Companies typically receive floating rate loans since banks find it difficult to do fixed rate lending for longer tenures, he said.
Although floating rate loans don't present much of a headache during low interest rate environment with limited volatility, a rapid uptick in rates and volatility can soon make them a sore point.
"Those with open SOFR are now hedging even at 4% levels using interest rate swaps," QuantArt's Lodha said.
Interest rate swaps are contractual agreements under which counterparts swap one set of future interest payments with another based on a set principal amount.
Such swaps are only one among many tools that can be used by borrowers to hedge risk, but the broader trend appears to indicate that there might be more pain in store for those with floating interest rates on their external borrowings.
"If one is looking to hedge both FX and rate exposure, one can do a cross currency interest rate swap," Goenka said. This would convert a floating rate U.S. dollar borrowing directly to a fixed rate Indian rupee one, he said.
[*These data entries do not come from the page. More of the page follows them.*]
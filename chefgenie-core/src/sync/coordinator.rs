use futures::StreamExt;
use std::sync::Arc;
use tokio::task::JoinHandle;

use super::error::SyncError;
use super::store::DocumentStore;
use crate::household::HouseholdCode;
use crate::models::SyncData;

/// Pushes, pulls and watches the household document for one code.
///
/// Without a store or a code the coordinator is inert: pushes fail, pulls
/// return `None` and subscriptions never fire.
#[derive(Clone, Default)]
pub struct SyncCoordinator {
    store: Option<Arc<dyn DocumentStore>>,
    code: Option<HouseholdCode>,
}

impl SyncCoordinator {
    pub fn new(store: Option<Arc<dyn DocumentStore>>, code: Option<HouseholdCode>) -> Self {
        Self { store, code }
    }

    pub fn code(&self) -> Option<&HouseholdCode> {
        self.code.as_ref()
    }

    pub fn is_configured(&self) -> bool {
        self.store.is_some()
    }

    /// Overwrites the household document with `bundle`, stamped with the
    /// current time.
    pub async fn push(&self, bundle: &SyncData) -> Result<(), SyncError> {
        let code = self.code.as_ref().ok_or(SyncError::NoCode)?;
        let store = self.store.as_ref().ok_or(SyncError::NotConfigured)?;

        let stamped = bundle.clone().stamped();
        store.set(code, &stamped).await?;
        tracing::info!(
            "Pushed {} history items, {} shopping items to {}",
            stamped.history.len(),
            stamped.shopping_list.len(),
            code
        );
        Ok(())
    }

    /// Reads the household document once.
    ///
    /// Returns `None` when there is no code or store, the document does not
    /// exist, or the read fails.
    pub async fn pull(&self) -> Option<SyncData> {
        let code = self.code.as_ref()?;
        let store = self.store.as_ref()?;

        match store.get(code).await {
            Ok(Some(data)) => {
                tracing::info!("Pulled household document {}", code);
                Some(data)
            }
            Ok(None) => {
                tracing::debug!("No household document for {}", code);
                None
            }
            Err(e) => {
                tracing::warn!("Pull failed for {}: {}", code, e);
                None
            }
        }
    }

    /// Calls `on_change` for every remote change to the household document.
    ///
    /// Snapshots of this store handle's own writes are skipped, as are
    /// snapshots of a missing document. Must be called inside a Tokio
    /// runtime.
    pub fn subscribe<F>(&self, mut on_change: F) -> Subscription
    where
        F: FnMut(SyncData) + Send + 'static,
    {
        let (Some(store), Some(code)) = (&self.store, &self.code) else {
            return Subscription::inert();
        };

        let mut snapshots = store.watch(code);
        let code = code.clone();
        let task = tokio::spawn(async move {
            while let Some(snapshot) = snapshots.next().await {
                if snapshot.has_pending_writes {
                    tracing::debug!("Skipping own write to {}", code);
                    continue;
                }
                if let Some(data) = snapshot.data {
                    tracing::debug!("Remote change to {}", code);
                    on_change(data);
                }
            }
        });

        Subscription { task: Some(task) }
    }
}

/// A live subscription. Dropping it stops the listener.
#[derive(Debug)]
pub struct Subscription {
    task: Option<JoinHandle<()>>,
}

impl Subscription {
    /// A subscription that never delivers anything.
    pub fn inert() -> Self {
        Self { task: None }
    }

    pub fn is_active(&self) -> bool {
        self.task.as_ref().is_some_and(|t| !t.is_finished())
    }

    pub fn unsubscribe(&mut self) {
        if let Some(task) = self.task.take() {
            task.abort();
        }
    }
}

impl Drop for Subscription {
    fn drop(&mut self) {
        self.unsubscribe();
    }
}

#[cfg(test)]
mod tests {
    use super::*;
    use crate::models::Ingredient;
    use crate::sync::MemoryDocumentStore;
    use tokio::sync::mpsc;

    fn milk_bundle() -> SyncData {
        SyncData::new(vec![], vec![Ingredient::new("Milk", "1 L", "Dairy")], vec![])
    }

    fn coordinator(store: &MemoryDocumentStore, code: &str) -> SyncCoordinator {
        SyncCoordinator::new(
            Some(Arc::new(store.clone()) as Arc<dyn DocumentStore>),
            HouseholdCode::parse(code),
        )
    }

    #[tokio::test]
    async fn test_push_then_pull_with_unnormalized_code() {
        let store = MemoryDocumentStore::new();
        coordinator(&store, "CHEF-ABC1234")
            .push(&milk_bundle())
            .await
            .unwrap();

        let pulled = coordinator(&store, " chef-abc1234 ").pull().await.unwrap();
        assert!(pulled.same_content(&milk_bundle()));
        assert!(pulled.last_updated > 0);
    }

    #[tokio::test]
    async fn test_without_code() {
        let store = MemoryDocumentStore::new();
        let coordinator = coordinator(&store, "   ");

        let err = coordinator.push(&milk_bundle()).await.unwrap_err();
        assert!(matches!(err, SyncError::NoCode));
        assert_eq!(coordinator.pull().await, None);
        assert!(!coordinator.subscribe(|_| {}).is_active());
        assert_eq!(store.write_count(), 0);
    }

    #[tokio::test]
    async fn test_without_store() {
        let coordinator = SyncCoordinator::new(None, HouseholdCode::parse("CHEF-ABC1234"));
        let err = coordinator.push(&milk_bundle()).await.unwrap_err();
        assert!(matches!(err, SyncError::NotConfigured));
        assert_eq!(coordinator.pull().await, None);
        assert!(!coordinator.subscribe(|_| {}).is_active());
    }

    #[tokio::test]
    async fn test_pull_missing_document() {
        let store = MemoryDocumentStore::new();
        assert_eq!(coordinator(&store, "CHEF-NOPE000").pull().await, None);
    }

    #[tokio::test]
    async fn test_subscribe_receives_remote_changes_only() {
        let store = MemoryDocumentStore::new();
        let phone = coordinator(&store, "CHEF-ABC1234");
        let laptop = coordinator(&store.device(), "CHEF-ABC1234");

        let (tx, mut rx) = mpsc::unbounded_channel();
        let _subscription = phone.subscribe(move |data| {
            let _ = tx.send(data);
        });
        tokio::task::yield_now().await;

        // Own write: skipped.
        phone.push(&milk_bundle()).await.unwrap();
        // Other device: delivered.
        let eggs = SyncData::new(vec![], vec![Ingredient::new("Eggs", "6", "Dairy")], vec![]);
        laptop.push(&eggs).await.unwrap();

        let received = rx.recv().await.unwrap();
        assert!(received.same_content(&eggs));
        assert!(rx.try_recv().is_err());
    }

    #[tokio::test]
    async fn test_unsubscribe_stops_listener() {
        let store = MemoryDocumentStore::new();
        let phone = coordinator(&store, "CHEF-ABC1234");
        let laptop = coordinator(&store.device(), "CHEF-ABC1234");

        let (tx, mut rx) = mpsc::unbounded_channel();
        let mut subscription = phone.subscribe(move |data| {
            let _ = tx.send(data);
        });
        assert!(subscription.is_active());
        subscription.unsubscribe();
        assert!(!subscription.is_active());

        laptop.push(&milk_bundle()).await.unwrap();
        // The sender was dropped with the aborted task.
        assert!(rx.recv().await.is_none());
    }
}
Although the increased interest rates and hedging costs may dim the allure of external borrowings for the time being, a tightening of financial system liquidity in India could push corporates to lean on offshore borrowing.
"More than the hedging cost, the key incentive to raise (external commercial borrowings) is to lower funding cost by saving carry," Goenka said.
Such confidence will only emerge when there is greater clarity on rate outlooks. "As of now, interest rate and forex volatility are way too high for someone looking to raise funds in USD," he said.